Statewide, Montgomery County and its Workforce Investment Board will also receive a $500,000 grant.

Nancy Dischinat, who is the Executive Director at the Workforce Investment Board, cobbled together the grant application with Keen. "This is so cool!" she exclaimed at a recent news conference announcing the award.. Acknowledging that there are "serious barriers," she nevertheless insisted that "the jobs are going to be there. It's all about jobs. It's all about putting people to work."

The grant will fund a staff of four people from the Workforce Investment Board, inside the jail. establishing individual plans over the next two years. Keen stated inmates can be trained to drive forklifts or receive SafeServe certifications from the restaurant industry. Those programs used to exist at the jail, according to long-time corrections officers.

This program will be available for up to 212 inmates at any one time in a jail with a population of about 689. The goal is to keep released inmates from returning.

According to Keen, each inmate costs the County about $36,000 a year.

Dischinat, who hopes to have a program up and running within the next four to six months, stated there will be a sustainability plan in place to determine whether the program is really working. If it does, Executive John Brown said he would ask Council to support funding the program after the grant expires.

Victor Schmidt, President of the 950-member Lehigh valley Chapter of the Society for Professional Human Resource Management, explained that the grant effectively creates a "mini career center" inside the jail. "We will be helping to find the jobs and support the training," he promised.

The award was also praised by Council member Bob Werner, who called it a positive sign.


Anonymous said...

Brownstain a bleeding heart liberal? Hell he looks real confident as he poses for his photo shoot and supports this program. He even vows to lobby for support from his Republican council "if" this pilot program shows any signs of success. Love it, Brownstain being a Brown nose again! Wasted money is Allen on the County payroll.

Anonymous said...

They should use the program to find another job for Brownstain.

Anonymous said...

The "Brownstain" commenting guy should really get of this site and try performing some actual work for the pay he's stealing from county taxpayers. Is it any surprise the goldbricks are the loudest and most persistent whiners? No. We all know jerks like this.

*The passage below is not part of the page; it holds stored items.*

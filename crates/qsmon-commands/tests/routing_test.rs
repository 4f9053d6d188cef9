//! Result routing tests.
//!
//! Tests include:
//! - Kind-based routing isolation between processors
//! - Default handler fallback
//! - A full monitor cycle: features select command kinds, the factory builds
//!   them, the pool runs them and the handler turns their results into bus
//!   events

use std::collections::HashMap;
use std::sync::atomic::{AtomicUsize, Ordering};
use std::sync::Arc;

use parking_lot::Mutex;

use qsmon_commands::commands::{SymphonyGroupCommand, SymphonyVolumeAddCommand};
use qsmon_commands::processors::{CrashMonitorProcessor, DefaultMonitorProcessor};
use qsmon_commands::testing::MockAdapter;
use qsmon_commands::{
    AnyCommand, Command, CommandFactory, CommandHandler, CommandKind, CommandMeta, CommandOutput,
    CommandResult, CommandTask, FeatureRegistry, FnProcessor, ProcessorError, ResultProcessor,
    WorkerPool, WorkerPoolConfig,
};
use qsmon_core::{event_handler, topics, Event, EventManager};

/// Processor counting every result it receives.
fn counting_processor(name: &str, kinds: Vec<CommandKind>, counter: Arc<AtomicUsize>) -> Arc<dyn ResultProcessor> {
    Arc::new(FnProcessor::new(name, kinds, move |_, _| {
        counter.fetch_add(1, Ordering::SeqCst);
        Ok::<(), ProcessorError>(())
    }))
}

/// Record every event published on `topics_of_interest`.
fn record_events(bus: &EventManager, topics_of_interest: &[&str]) -> Arc<Mutex<Vec<Event>>> {
    let seen = Arc::new(Mutex::new(Vec::new()));
    let sink = seen.clone();
    let handler = event_handler(move |event| {
        sink.lock().push(event.clone());
        Ok(())
    });
    for topic in topics_of_interest {
        bus.register_event_handler(topic, handler.clone());
    }
    seen
}

#[test]
fn test_processor_only_sees_registered_kinds() {
    let adapter = Arc::new(MockAdapter::new());
    let handler = CommandHandler::new();
    let group_calls = Arc::new(AtomicUsize::new(0));
    handler.register_class_handler(
        CommandKind::SymphonyGroup,
        counting_processor("group", vec![CommandKind::SymphonyGroup], group_calls.clone()),
    );

    let group = SymphonyGroupCommand::new(adapter.clone());
    let volume = SymphonyVolumeAddCommand::new(adapter);

    let routed = handler.handle_command(
        &group,
        &CommandResult::success(CommandOutput::SymphonyGroup("Group".into())).with_issuer(group.identity()),
    );
    assert!(routed);

    // Unregistered kind: dropped, never delivered to the group processor.
    let routed = handler.handle_command(
        &volume,
        &CommandResult::success(CommandOutput::SymphonyVolume(2)).with_issuer(volume.identity()),
    );
    assert!(!routed);
    assert_eq!(group_calls.load(Ordering::SeqCst), 1);
}

#[test]
fn test_first_registration_wins_and_default_fallback() {
    let adapter = Arc::new(MockAdapter::new());
    let handler = CommandHandler::new();
    let first = Arc::new(AtomicUsize::new(0));
    let second = Arc::new(AtomicUsize::new(0));
    let fallback = Arc::new(AtomicUsize::new(0));

    assert!(handler.register_class_handler(
        CommandKind::SymphonyGroup,
        counting_processor("first", vec![CommandKind::SymphonyGroup], first.clone()),
    ));
    assert!(!handler.register_class_handler(
        CommandKind::SymphonyGroup,
        counting_processor("second", vec![CommandKind::SymphonyGroup], second.clone()),
    ));
    handler.register_default_handler(counting_processor("fallback", vec![], fallback.clone()));

    let group = SymphonyGroupCommand::new(adapter.clone());
    let volume = SymphonyVolumeAddCommand::new(adapter);
    let group_result = CommandResult::success(CommandOutput::SymphonyGroup("Stereo".into()));
    let volume_result = CommandResult::success(CommandOutput::SymphonyVolume(-1));

    assert!(handler.handle_with_default(&group, &group_result));
    assert!(handler.handle_with_default(&volume, &volume_result));
    // Plain routing never falls back.
    assert!(!handler.handle_command(&volume, &volume_result));

    assert_eq!(first.load(Ordering::SeqCst), 1);
    assert_eq!(second.load(Ordering::SeqCst), 0);
    assert_eq!(fallback.load(Ordering::SeqCst), 1);
}

/// Device answering every command a monitor cycle issues.
fn scripted_device() -> Arc<MockAdapter> {
    let adapter = Arc::new(MockAdapter::new());
    let dsp = |body: &str| {
        format!(
            "Calling remote procedure: `com.harman.dsp.GetAudioSetting`\nReceived call result:\n{}",
            body
        )
    };
    adapter.on_command("pp symphony group", dsp(r#"{"pos_args": [0]}"#));
    adapter.on_command("pp symphony volume add", dsp(r#"{"pos_args": [3]}"#));
    adapter.on_command(r#""pp symphony""#, dsp(r#"{"pos_args": [1, 4, 1]}"#));
    adapter.on_command(
        ".preference_data",
        r#"{"com.harman.acm_service.state": "PLAY", "db/waapp/multiroom_info": "grouptype=2 master=1", "db/waapp/multiroom_mode": "1"}"#,
    );
    adapter.on_command("systemd-coredump", "core.audiod.1000.zst\nREADME");
    adapter
}

#[tokio::test]
async fn test_monitor_cycle_publishes_events() {
    let adapter = scripted_device();
    let bus = Arc::new(EventManager::new());
    let seen = record_events(
        &bus,
        &[
            topics::SYMPHONY_GROUP_UPDATED,
            topics::SYMPHONY_VOLUME_UPDATED,
            topics::PREFERENCE_DATA_UPDATED,
            topics::CRASH_DETECTED,
        ],
    );

    let monitor = Arc::new(DefaultMonitorProcessor::new(bus.clone()));
    let crashes = Arc::new(CrashMonitorProcessor::new(bus.clone()));
    let handler = Arc::new(CommandHandler::new());
    assert_eq!(handler.register_processor(monitor.clone()), 4);
    assert_eq!(handler.register_processor(crashes.clone()), 1);

    let features = FeatureRegistry::with_default_features();
    let kinds = features.command_kinds_for_features(&[DefaultMonitorProcessor::FEATURE, CrashMonitorProcessor::FEATURE]);
    assert_eq!(kinds.len(), 5);

    let factory = CommandFactory::new(adapter.clone());
    let pool = WorkerPool::new(WorkerPoolConfig { max_concurrent: 2 });
    let mut running = Vec::new();
    for kind in kinds {
        let command = factory.build(kind, &HashMap::new()).unwrap();
        let handler = handler.clone();
        let task = CommandTask::new(command).on_complete(move |command: &AnyCommand, result| {
            handler.handle_command(command, &result);
        });
        running.push(pool.submit(task));
    }
    for report in running {
        assert!(report.await.unwrap().success);
    }

    let state = monitor.current_state();
    assert_eq!(state.qs_state, "On");
    assert_eq!(state.acm_service_state, "PLAY");
    assert_eq!(state.symphony_state, "On");
    assert!(monitor.is_symphony_active());
    assert_eq!(crashes.known_crash_count(), 1);

    let seen = seen.lock();
    assert!(seen.contains(&Event::SymphonyGroupUpdated {
        group_mode: "Q-Symphony".into()
    }));
    assert!(seen.contains(&Event::SymphonyVolumeUpdated { volume: Some(3) }));
    assert!(seen.contains(&Event::PreferenceDataUpdated {
        acm_service_state: "PLAY".into(),
        multiroom_grouptype: "2".into(),
        multiroom_mode: "1".into(),
    }));
    let crash_events: Vec<_> = seen
        .iter()
        .filter(|e| e.topic() == topics::CRASH_DETECTED)
        .collect();
    assert_eq!(crash_events.len(), 1);
}

#[tokio::test]
async fn test_repeated_crash_listing_is_reported_once() {
    let adapter = scripted_device();
    let bus = Arc::new(EventManager::new());
    let seen = record_events(&bus, &[topics::CRASH_DETECTED]);
    let handler = Arc::new(CommandHandler::new());
    handler.register_processor(Arc::new(CrashMonitorProcessor::new(bus.clone())));

    let factory = CommandFactory::new(adapter);
    for _ in 0..3 {
        let command = factory.build(CommandKind::CoredumpMonitor, &HashMap::new()).unwrap();
        let result = command.execute().await;
        assert!(handler.handle_command(&command, &result));
    }

    assert_eq!(seen.lock().len(), 1);
}
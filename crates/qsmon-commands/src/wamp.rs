//! Text-RPC ("call"/"publish") over shell output.
//!
//! The device ships a `test-wamp-client` tool that performs a remote
//! procedure call or publishes a notification and prints its progress as
//! free text. Responses are recognised by marker lines:
//!
//! ```text
//! Calling remote procedure: `com.example.GetInfo`
//! Received call result:
//! {"nam_args": {"a": 1}}
//! ```
//!
//! and for publishes `Sending notification: `<component>`` followed by a
//! line containing `Published event`. The component named in the output
//! must equal the one the command targeted; anything else is rejected so
//! that a response can never be attributed to the wrong command.

use once_cell::sync::Lazy;
use regex::Regex;
use serde_json::Value;

use crate::command::{Command, CommandError};
use crate::result::CommandResult;

pub const WAMP_CLIENT: &str = "test-wamp-client";
pub const CALL_MARKER: &str = "Calling remote procedure:";
pub const RESULT_MARKER: &str = "Received call result:";
pub const NOTIFICATION_MARKER: &str = "Sending notification:";
pub const PUBLISHED_MARKER: &str = "Published event";

static CALL_COMPONENT: Lazy<Regex> =
    Lazy::new(|| Regex::new(r"Calling remote procedure:\s*`([^`]+)`").expect("valid regex"));
static NOTIFICATION_COMPONENT: Lazy<Regex> =
    Lazy::new(|| Regex::new(r"Sending notification:\s*`([^`]+)`").expect("valid regex"));

/// Call or publish.
#[derive(Debug, Clone, Copy, PartialEq, Eq)]
pub enum WampCommandType {
    Call,
    Publish,
}

impl WampCommandType {
    pub fn flag(&self) -> &'static str {
        match self {
            WampCommandType::Call => "-c",
            WampCommandType::Publish => "-n",
        }
    }
}

/// Why a text-RPC response was rejected.
#[derive(Debug, Clone, PartialEq, thiserror::Error)]
pub enum ProtocolError {
    #[error("No response from device")]
    EmptyResponse,

    #[error("No 'Calling remote procedure:' found in response")]
    MissingCallMarker,

    #[error("No 'Sending notification:' found in response")]
    MissingNotificationMarker,

    #[error("WAMP component mismatch. Expected: {expected}, Found: {found}")]
    ComponentMismatch { expected: String, found: String },

    #[error("No 'Received call result:' found in response")]
    MissingResultMarker,

    #[error("No 'Published event' found in response")]
    MissingPublishedMarker,

    #[error("JSON decode error: {0}")]
    InvalidJson(String),
}

impl From<ProtocolError> for CommandError {
    fn from(e: ProtocolError) -> Self {
        match e {
            ProtocolError::InvalidJson(_) => CommandError::Parse(e.to_string()),
            other => CommandError::Protocol(other.to_string()),
        }
    }
}

/// Build the `test-wamp-client` invocation.
///
/// The JSON argument is wrapped in single quotes; embedded single quotes
/// are escaped for the shell.
pub fn build_shell_command(kind: WampCommandType, component: &str, args: &Value) -> String {
    let json = args.to_string().replace('\'', r"'\''");
    format!("{} {} {} -a '{}'", WAMP_CLIENT, kind.flag(), component, json)
}

/// Validate a call response and return the parsed result document.
pub fn parse_call_response(lines: &[String], expected: &str) -> Result<Value, ProtocolError> {
    if lines.is_empty() {
        return Err(ProtocolError::EmptyResponse);
    }

    let found = lines
        .iter()
        .filter(|line| line.contains(CALL_MARKER))
        .find_map(|line| CALL_COMPONENT.captures(line))
        .map(|caps| caps[1].to_string())
        .ok_or(ProtocolError::MissingCallMarker)?;

    if found != expected {
        return Err(ProtocolError::ComponentMismatch {
            expected: expected.to_string(),
            found,
        });
    }

    let start = lines
        .iter()
        .position(|line| line.contains(RESULT_MARKER))
        .ok_or(ProtocolError::MissingResultMarker)?;

    let document: String = lines[start + 1..].concat();
    tracing::trace!(component = expected, json = %document, "Call result document");
    serde_json::from_str(&document).map_err(|e| ProtocolError::InvalidJson(e.to_string()))
}

/// Validate a publish response.
pub fn parse_publish_response(lines: &[String], expected: &str) -> Result<(), ProtocolError> {
    if lines.is_empty() {
        return Err(ProtocolError::EmptyResponse);
    }

    let mut found = None;
    let mut published = false;
    for line in lines {
        if line.contains(NOTIFICATION_MARKER) {
            if let Some(caps) = NOTIFICATION_COMPONENT.captures(line) {
                found = Some(caps[1].to_string());
            }
        }
        if line.contains(PUBLISHED_MARKER) {
            published = true;
        }
    }

    let found = found.ok_or(ProtocolError::MissingNotificationMarker)?;
    if found != expected {
        return Err(ProtocolError::ComponentMismatch {
            expected: expected.to_string(),
            found,
        });
    }
    if !published {
        return Err(ProtocolError::MissingPublishedMarker);
    }
    Ok(())
}

/// A command spoken over `test-wamp-client`.
///
/// Implementors describe the RPC; [`wamp_shell_command`] and
/// [`handle_wamp_response`] supply the [`Command`] plumbing.
pub trait WampCommand: Command {
    fn command_type(&self) -> WampCommandType;

    /// Fully qualified procedure or topic, e.g. `com.harman.dsp.GetAudioSetting`.
    fn component(&self) -> &'static str;

    /// JSON argument document.
    fn command_args(&self) -> Value;

    /// Turn the validated response document into the command's output.
    ///
    /// Publishes receive an empty object.
    fn process_parsed_data(&self, data: Value) -> CommandResult<Self::Output>;
}

pub fn wamp_shell_command<C: WampCommand + ?Sized>(command: &C) -> String {
    build_shell_command(command.command_type(), command.component(), &command.command_args())
}

/// Parse `lines` according to the command's type and hand the document to
/// `process_parsed_data`. Protocol failures never reach it.
pub fn handle_wamp_response<C: WampCommand + ?Sized>(
    command: &C,
    lines: &[String],
) -> CommandResult<C::Output> {
    let parsed = match command.command_type() {
        WampCommandType::Call => parse_call_response(lines, command.component()),
        WampCommandType::Publish => parse_publish_response(lines, command.component())
            .map(|()| Value::Object(serde_json::Map::new())),
    };

    match parsed {
        Ok(data) => command.process_parsed_data(data),
        Err(e) => {
            tracing::debug!(
                command = command.name(),
                component = command.component(),
                error = %e,
                "Rejected text-RPC response"
            );
            CommandResult::from_command_error(CommandError::from(e))
        }
    }
}

/// `pos_args` array of a call result.
pub(crate) fn pos_args(data: &Value) -> Result<&Vec<Value>, String> {
    data.get("pos_args")
        .and_then(Value::as_array)
        .ok_or_else(|| "pos_args not found or not a list in response".to_string())
}

/// Integer from a number or a numeric string.
pub(crate) fn as_int(value: &Value) -> Option<i64> {
    match value {
        Value::Number(n) => n.as_i64().or_else(|| n.as_f64().map(|f| f as i64)),
        Value::String(s) => s.trim().parse().ok(),
        Value::Bool(b) => Some(i64::from(*b)),
        _ => None,
    }
}

#[cfg(test)]
mod tests {
    use super::*;
    use serde_json::json;

    fn lines(text: &str) -> Vec<String> {
        text.lines().map(str::to_string).collect()
    }

    #[test]
    fn test_shell_command_format() {
        let cmd = build_shell_command(
            WampCommandType::Call,
            "com.harman.dsp.GetAudioSetting",
            &json!({"pos_args": ["pp symphony"]}),
        );
        assert_eq!(
            cmd,
            r#"test-wamp-client -c com.harman.dsp.GetAudioSetting -a '{"pos_args":["pp symphony"]}'"#
        );

        let cmd = build_shell_command(WampCommandType::Publish, "a.b", &json!({"pos_args": ["it's"]}));
        assert_eq!(cmd, r#"test-wamp-client -n a.b -a '{"pos_args":["it'\''s"]}'"#);
    }

    #[test]
    fn test_call_round_trip() {
        let output = lines(
            "Calling remote procedure: `com.example.GetInfo`\nReceived call result:\n{\"nam_args\": {\"a\": 1}}",
        );
        let data = parse_call_response(&output, "com.example.GetInfo").unwrap();
        assert_eq!(data, json!({"nam_args": {"a": 1}}));
    }

    #[test]
    fn test_call_json_is_concatenated_without_newlines() {
        let output = lines(
            "noise\nCalling remote procedure: `x.y`\nReceived call result:\n{\"pos_args\":\n[1,\n2]}",
        );
        assert_eq!(
            parse_call_response(&output, "x.y").unwrap(),
            json!({"pos_args": [1, 2]})
        );
    }

    #[test]
    fn test_call_errors() {
        assert_eq!(parse_call_response(&[], "x"), Err(ProtocolError::EmptyResponse));

        let missing = lines("Received call result:\n{}");
        assert_eq!(
            parse_call_response(&missing, "x"),
            Err(ProtocolError::MissingCallMarker)
        );

        let mismatch = lines("Calling remote procedure: `wrong.component`\nReceived call result:\n{}");
        assert!(matches!(
            parse_call_response(&mismatch, "expected.component"),
            Err(ProtocolError::ComponentMismatch { .. })
        ));

        let no_result = lines("Calling remote procedure: `x`\n{}");
        assert_eq!(
            parse_call_response(&no_result, "x"),
            Err(ProtocolError::MissingResultMarker)
        );

        let bad_json = lines("Calling remote procedure: `x`\nReceived call result:\n{nope");
        assert!(matches!(
            parse_call_response(&bad_json, "x"),
            Err(ProtocolError::InvalidJson(_))
        ));
    }

    #[test]
    fn test_publish() {
        let ok = lines("Sending notification: `com.example.Update`\nPublished event");
        assert_eq!(parse_publish_response(&ok, "com.example.Update"), Ok(()));

        let unpublished = lines("Sending notification: `com.example.Update`");
        assert_eq!(
            parse_publish_response(&unpublished, "com.example.Update"),
            Err(ProtocolError::MissingPublishedMarker)
        );

        let other = lines("Sending notification: `com.example.Other`\nPublished event");
        assert!(matches!(
            parse_publish_response(&other, "com.example.Update"),
            Err(ProtocolError::ComponentMismatch { .. })
        ));
    }

    #[test]
    fn test_protocol_errors_map_to_command_errors() {
        assert!(matches!(
            CommandError::from(ProtocolError::InvalidJson("eof".into())),
            CommandError::Parse(_)
        ));
        assert!(matches!(
            CommandError::from(ProtocolError::MissingCallMarker),
            CommandError::Protocol(_)
        ));
    }

    #[test]
    fn test_as_int() {
        assert_eq!(as_int(&json!(3)), Some(3));
        assert_eq!(as_int(&json!("-2")), Some(-2));
        assert_eq!(as_int(&json!("x")), None);
    }
}
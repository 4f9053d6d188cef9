//! Concrete device commands.
//!
//! Provides:
//! - Device identity: [`GetDeviceInfoCommand`], [`SaveDeviceNameCommand`], [`UpdateDeviceNameCommand`]
//! - Q-Symphony DSP queries: [`SymphonyStatusCommand`], [`SymphonyGroupCommand`],
//!   [`SymphonyVolumeAddCommand`], [`SurroundSpeakerRemapCommand`]
//! - File and interface readers: [`PreferenceDataCommand`], [`NetworkInterfaceCommand`]
//! - System: [`CoredumpMonitorCommand`], [`RebootCommand`], [`ShellCommand`]

pub mod device_info;
pub mod network;
pub mod preference;
pub mod symphony;
pub mod system;

pub use device_info::{GetDeviceInfoCommand, SaveDeviceNameCommand, UpdateDeviceNameCommand};
pub use network::{parse_ifconfig, NetworkInterfaceCommand, NetworkInterfaceInfo, DEFAULT_INTERFACE};
pub use preference::{PreferenceData, PreferenceDataCommand};
pub use symphony::{
    SurroundSpeakerRemapCommand, SymphonyGroupCommand, SymphonyStatus, SymphonyStatusCommand,
    SymphonyVolumeAddCommand,
};
pub use system::{CoreDumpListing, CoredumpMonitorCommand, RebootCommand, ShellCommand};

It's why most people think so little of government workers. The few bad ones give all the rest a bad reputation.

Anonymous said...

@10:43 There is no evidence at all that the two comments before yours are from the same person, or county employees. Sorry - your brand of blatantly stupid isn't spoken here.

Brownstain is a perfect term for this idiot. If you think only county employees see and are affected by this fool and his incompetent adminstration, you are very sadly mistaken. Citizens and voters are talking, and they don't like what they see in our "leader" - very much the same as what council members of both parties are seeing. We'll correct our mistake as soon as we can.

Anonymous said...

The comments are identical. The faulty construction is identical and screams county goldbrick. Do some work you shiftless, dishonest time thief. No wonder taxpayers think so little of you.

Anonymous said...

The "Brownstain" comments are obviously the work on a disgruntled employee. Most county residents want the bloated government reduced. Also the people like that he and county council have instituted term limits on all these lifelong politicians. The days of Grucela and Seyfried are over.

Anonymous said...

YAWNING>>>>>>>>awwwwwwwwwwwwwwwww after a long day at work I will add my comments that BROWNSTAIN deserves this title. No I am not a county worker or a retiree, just a voter that is fed up with the Brownstain antics of the past, present and future. Bloated government is Cathy Allen still employed and Many other Brownstain followers. Do not drink the BROWN Kool AID..........Scomillio did and look where it got him,,,forced to resign because of embarrassment and a brownstain backpack for his happy trails.

Anonymous said...

This type of program makes too much sense to have come from the brownstain admin. And for the comments above, there are ony about 21 county workers who are'nt disgruntled you read their names on this blog. His administration is a disaster.